**Work to complete:** Where a line of the material includes the string "NaiveDateTime", copy that line.

**Records for this exercise:**

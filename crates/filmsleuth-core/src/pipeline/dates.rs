/// Release-year extraction from free-form date cells.
///
/// Source files mix bare years, ISO dates, US and European day orders,
/// long-form month names, and spreadsheet serial dates. Anything that does
/// not resolve to a plausible year yields `None` and the row is dropped.
use crate::model::RawValue;
use chrono::{DateTime, Datelike, Duration, NaiveDate, NaiveDateTime};

/// Earliest accepted release year.
pub const MIN_YEAR: i32 = 1850;
/// Latest accepted release year.
pub const MAX_YEAR: i32 = 2100;

const DATE_FORMATS: &[&str] = &[
    "%Y-%m-%d",
    "%Y/%m/%d",
    "%m/%d/%Y",
    "%d-%m-%Y",
    "%d.%m.%Y",
    "%B %d, %Y",
    "%b %d, %Y",
    "%d %B %Y",
    "%d %b %Y",
];

const DATETIME_FORMATS: &[&str] = &[
    "%Y-%m-%dT%H:%M:%S",
    "%Y-%m-%d %H:%M:%S",
    "%Y-%m-%dT%H:%M:%S%.f",
];

/// Extract a release year from a raw cell.
pub fn parse_year(value: &RawValue) -> Option<i32> {
    let year = match value {
        RawValue::Empty => None,
        RawValue::Number(n) => whole_year(*n),
        RawValue::DateTime(serial) => serial_to_date(*serial).map(|d| d.year()),
        RawValue::Text(s) => parse_year_text(s.trim()),
    }?;
    (MIN_YEAR..=MAX_YEAR).contains(&year).then_some(year)
}

fn whole_year(n: f64) -> Option<i32> {
    (n.is_finite() && n.fract() == 0.0 && n.abs() < 100_000.0).then_some(n as i32)
}

/// Convert a spreadsheet serial day number (1899-12-30 epoch) to a date.
pub fn serial_to_date(serial: f64) -> Option<NaiveDate> {
    if !serial.is_finite() || serial < 1.0 {
        return None;
    }
    let epoch = NaiveDate::from_ymd_opt(1899, 12, 30)?;
    epoch.checked_add_signed(Duration::try_days(serial.floor() as i64)?)
}

fn parse_year_text(s: &str) -> Option<i32> {
    if s.is_empty() {
        return None;
    }

    // Bare year, possibly exported as a float ("2020.0").
    if let Ok(n) = s.parse::<f64>() {
        return whole_year(n);
    }

    for fmt in DATE_FORMATS {
        if let Ok(d) = NaiveDate::parse_from_str(s, fmt) {
            return Some(d.year());
        }
    }
    for fmt in DATETIME_FORMATS {
        if let Ok(dt) = NaiveDateTime::parse_from_str(s, fmt) {
            return Some(dt.year());
        }
    }
    if let Ok(dt) = DateTime::parse_from_rfc3339(s) {
        return Some(dt.year());
    }

    // Year-month only ("2020-05").
    if s.len() == 7 && s.as_bytes()[4] == b'-' {
        if let Ok(d) = NaiveDate::parse_from_str(&format!("{s}-01"), "%Y-%m-%d") {
            return Some(d.year());
        }
    }

    None
}

#[cfg(test)]
mod tests {
    use super::*;

    fn text(s: &str) -> RawValue {
        RawValue::from_text(s)
    }

    #[test]
    fn bare_years() {
        assert_eq!(parse_year(&text("2020")), Some(2020));
        assert_eq!(parse_year(&text("2020.0")), Some(2020));
        assert_eq!(parse_year(&RawValue::Number(1999.0)), Some(1999));
    }

    #[test]
    fn iso_and_slashed_dates() {
        assert_eq!(parse_year(&text("2020-05-01")), Some(2020));
        assert_eq!(parse_year(&text("2020/05/01")), Some(2020));
        assert_eq!(parse_year(&text("05/01/2020")), Some(2020));
        assert_eq!(parse_year(&text("25-12-2019")), Some(2019));
        assert_eq!(parse_year(&text("2021-03")), Some(2021));
    }

    #[test]
    fn long_form_dates() {
        assert_eq!(parse_year(&text("September 25, 2021")), Some(2021));
        assert_eq!(parse_year(&text(" Sep 5, 2018")), Some(2018));
        assert_eq!(parse_year(&text("1 May 2020")), Some(2020));
    }

    #[test]
    fn datetimes() {
        assert_eq!(parse_year(&text("2022-01-02T03:04:05")), Some(2022));
        assert_eq!(parse_year(&text("2022-01-02 03:04:05")), Some(2022));
        assert_eq!(parse_year(&text("2022-01-02T03:04:05Z")), Some(2022));
    }

    /// 43952 is 2020-05-01 in spreadsheet serial form.
    #[test]
    fn spreadsheet_serial_dates() {
        assert_eq!(parse_year(&RawValue::DateTime(43952.0)), Some(2020));
        assert_eq!(
            serial_to_date(43952.0),
            NaiveDate::from_ymd_opt(2020, 5, 1)
        );
        assert_eq!(parse_year(&RawValue::DateTime(0.0)), None);
    }

    #[test]
    fn unparseable_or_implausible() {
        assert_eq!(parse_year(&text("bad-date")), None);
        assert_eq!(parse_year(&text("")), None);
        assert_eq!(parse_year(&RawValue::Empty), None);
        assert_eq!(parse_year(&text("20201")), None);
        assert_eq!(parse_year(&RawValue::Number(2020.5)), None);
        assert_eq!(parse_year(&RawValue::Number(43952.0)), None);
        assert_eq!(parse_year(&text("1700")), None);
    }
}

**Answer space:**
use chrono::{DateTime, Datelike, Duration, NaiveDate, NaiveDateTime};
        if let Ok(dt) = NaiveDateTime::parse_from_str(s, fmt) {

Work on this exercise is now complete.